STORED DATA —

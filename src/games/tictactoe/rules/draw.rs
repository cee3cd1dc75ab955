//! Draw detection logic for tic-tac-toe.

use super::super::{Board, Square};
use super::win::check_winner;
use tracing::instrument;

/// Checks if the board is full (all squares occupied).
#[instrument(skip(board))]
pub fn is_full(board: &Board) -> bool {
    board.squares().iter().all(|s| *s != Square::Empty)
}

/// A full board with no winner.
#[instrument(skip(board))]
pub fn is_draw(board: &Board) -> bool {
    is_full(board) && check_winner(board).is_none()
}

#[cfg(test)]
mod tests {
    use super::super::super::{Mark, Position};
    use super::*;

    #[test]
    fn test_empty_board_not_full() {
        let board = Board::new();
        assert!(!is_full(&board));
    }

    #[test]
    fn test_partial_board_not_full() {
        let mut board = Board::new();
        board.set(Position::Center, Square::Occupied(Mark::X));
        assert!(!is_full(&board));
    }

    #[test]
    fn test_full_board() {
        let mut board = Board::new();
        for pos in Position::ALL {
            board.set(pos, Square::Occupied(Mark::X));
        }
        assert!(is_full(&board));
    }

    #[test]
    fn test_draw_detection() {
        // X O X / O X X / O X O
        let board = Board::from_marks("XOXOXXOXO").unwrap();
        assert!(is_draw(&board));
    }

    #[test]
    fn test_not_draw_if_winner() {
        let board = Board::from_marks("XXXOO....").unwrap();
        assert!(!is_draw(&board));
    }
}
//! Strictly Slayer - Demon Slayer themed tic-tac-toe
//!
//! A single human plays against Akaza, a greedy one-ply opponent.
//!
//! # Architecture
//!
//! - **Evaluator**: [`evaluate`] classifies a board for the human's mark
//! - **Opponent**: [`select_move`] picks win, block, center, corner, then any cell
//! - **Controller**: [`Game`] enforces turns and recomputes the outcome
//! - **Front-end**: a ratatui terminal UI with a themed result screen
//!
//! # Example
//!
//! ```
//! use rand::SeedableRng;
//! use rand_chacha::ChaCha8Rng;
//! use strictly_slayer::{Board, Mark, Outcome, Position, evaluate, select_move};
//!
//! let board = Board::from_marks("....OO...").unwrap();
//! let mut rng = ChaCha8Rng::seed_from_u64(7);
//! let pos = select_move(&board, Mark::O, Mark::X, &mut rng);
//! assert_eq!(pos, Some(Position::MiddleLeft));
//!
//! let after = board.with_mark(Position::MiddleLeft, Mark::O);
//! assert_eq!(evaluate(&after, Mark::X), Outcome::OpponentWin);
//! ```

#![warn(missing_docs)]
#![forbid(unsafe_code)]

mod config;
mod games;
mod simulate;
pub mod theme;
pub mod tui;

// Crate-level exports - Configuration
pub use config::{ConfigError, DEFAULT_CONFIG_PATH, SlayerConfig};

// Crate-level exports - Simulation
pub use simulate::{SimulationReport, simulate};

// Crate-level exports - Game types (tic-tac-toe)
pub use games::tictactoe::{
    Board, BoardParseError, Game, HeuristicOpponent, Mark, MoveError, Opponent, Outcome, Position,
    RandomOpponent, Square, SymbolAssignment, evaluate, rules, select_move,
};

GOAL OF THE EXERCISE — Give back the full listing above verbatim.

TASK SOLUTION —
filename src/games/tictactoe/rules/draw.rs
repository cee3cd1dc75ab955
//! Draw detection logic for tic-tac-toe.

use super::super::{Board, Square};
use super::win::check_winner;
use tracing::instrument;

/// Checks if the board is full (all squares occupied).
#[instrument(skip(board))]
pub fn is_full(board: &Board) -> bool {
    board.squares().iter().all(|s| *s != Square::Empty)
}

/// A full board with no winner.
#[instrument(skip(board))]
pub fn is_draw(board: &Board) -> bool {
    is_full(board) && check_winner(board).is_none()
}

#[cfg(test)]
mod tests {
    use super::super::super::{Mark, Position};
    use super::*;

    #[test]
    fn test_empty_board_not_full() {
        let board = Board::new();
        assert!(!is_full(&board));
    }

    #[test]
    fn test_partial_board_not_full() {
        let mut board = Board::new();
        board.set(Position::Center, Square::Occupied(Mark::X));
        assert!(!is_full(&board));
    }

    #[test]
    fn test_full_board() {
        let mut board = Board::new();
        for pos in Position::ALL {
            board.set(pos, Square::Occupied(Mark::X));
        }
        assert!(is_full(&board));
    }

    #[test]
    fn test_draw_detection() {
        // X O X / O X X / O X O
        let board = Board::from_marks("XOXOXXOXO").unwrap();
        assert!(is_draw(&board));
    }

    #[test]
    fn test_not_draw_if_winner() {
        let board = Board::from_marks("XXXOO....").unwrap();
        assert!(!is_draw(&board));
    }
}
//! Strictly Slayer - Demon Slayer themed tic-tac-toe
//!
//! A single human plays against Akaza, a greedy one-ply opponent.
//!
//! # Architecture
//!
//! - **Evaluator**: [`evaluate`] classifies a board for the human's mark
//! - **Opponent**: [`select_move`] picks win, block, center, corner, then any cell
//! - **Controller**: [`Game`] enforces turns and recomputes the outcome
//! - **Front-end**: a ratatui terminal UI with a themed result screen
//!
//! # Example
//!
//! ```
//! use rand::SeedableRng;
//! use rand_chacha::ChaCha8Rng;
//! use strictly_slayer::{Board, Mark, Outcome, Position, evaluate, select_move};
//!
//! let board = Board::from_marks("....OO...").unwrap();
//! let mut rng = ChaCha8Rng::seed_from_u64(7);
//! let pos = select_move(&board, Mark::O, Mark::X, &mut rng);
//! assert_eq!(pos, Some(Position::MiddleLeft));
//!
//! let after = board.with_mark(Position::MiddleLeft, Mark::O);
//! assert_eq!(evaluate(&after, Mark::X), Outcome::OpponentWin);
//! ```

#![warn(missing_docs)]
#![forbid(unsafe_code)]

mod config;
mod games;
mod simulate;
pub mod theme;
pub mod tui;

// Crate-level exports - Configuration
pub use config::{ConfigError, DEFAULT_CONFIG_PATH, SlayerConfig};

// Crate-level exports - Simulation
pub use simulate::{SimulationReport, simulate};

// Crate-level exports - Game types (tic-tac-toe)
pub use games::tictactoe::{
    Board, BoardParseError, Game, HeuristicOpponent, Mark, MoveError, Opponent, Outcome, Position,
    RandomOpponent, Square, SymbolAssignment, evaluate, rules, select_move,
};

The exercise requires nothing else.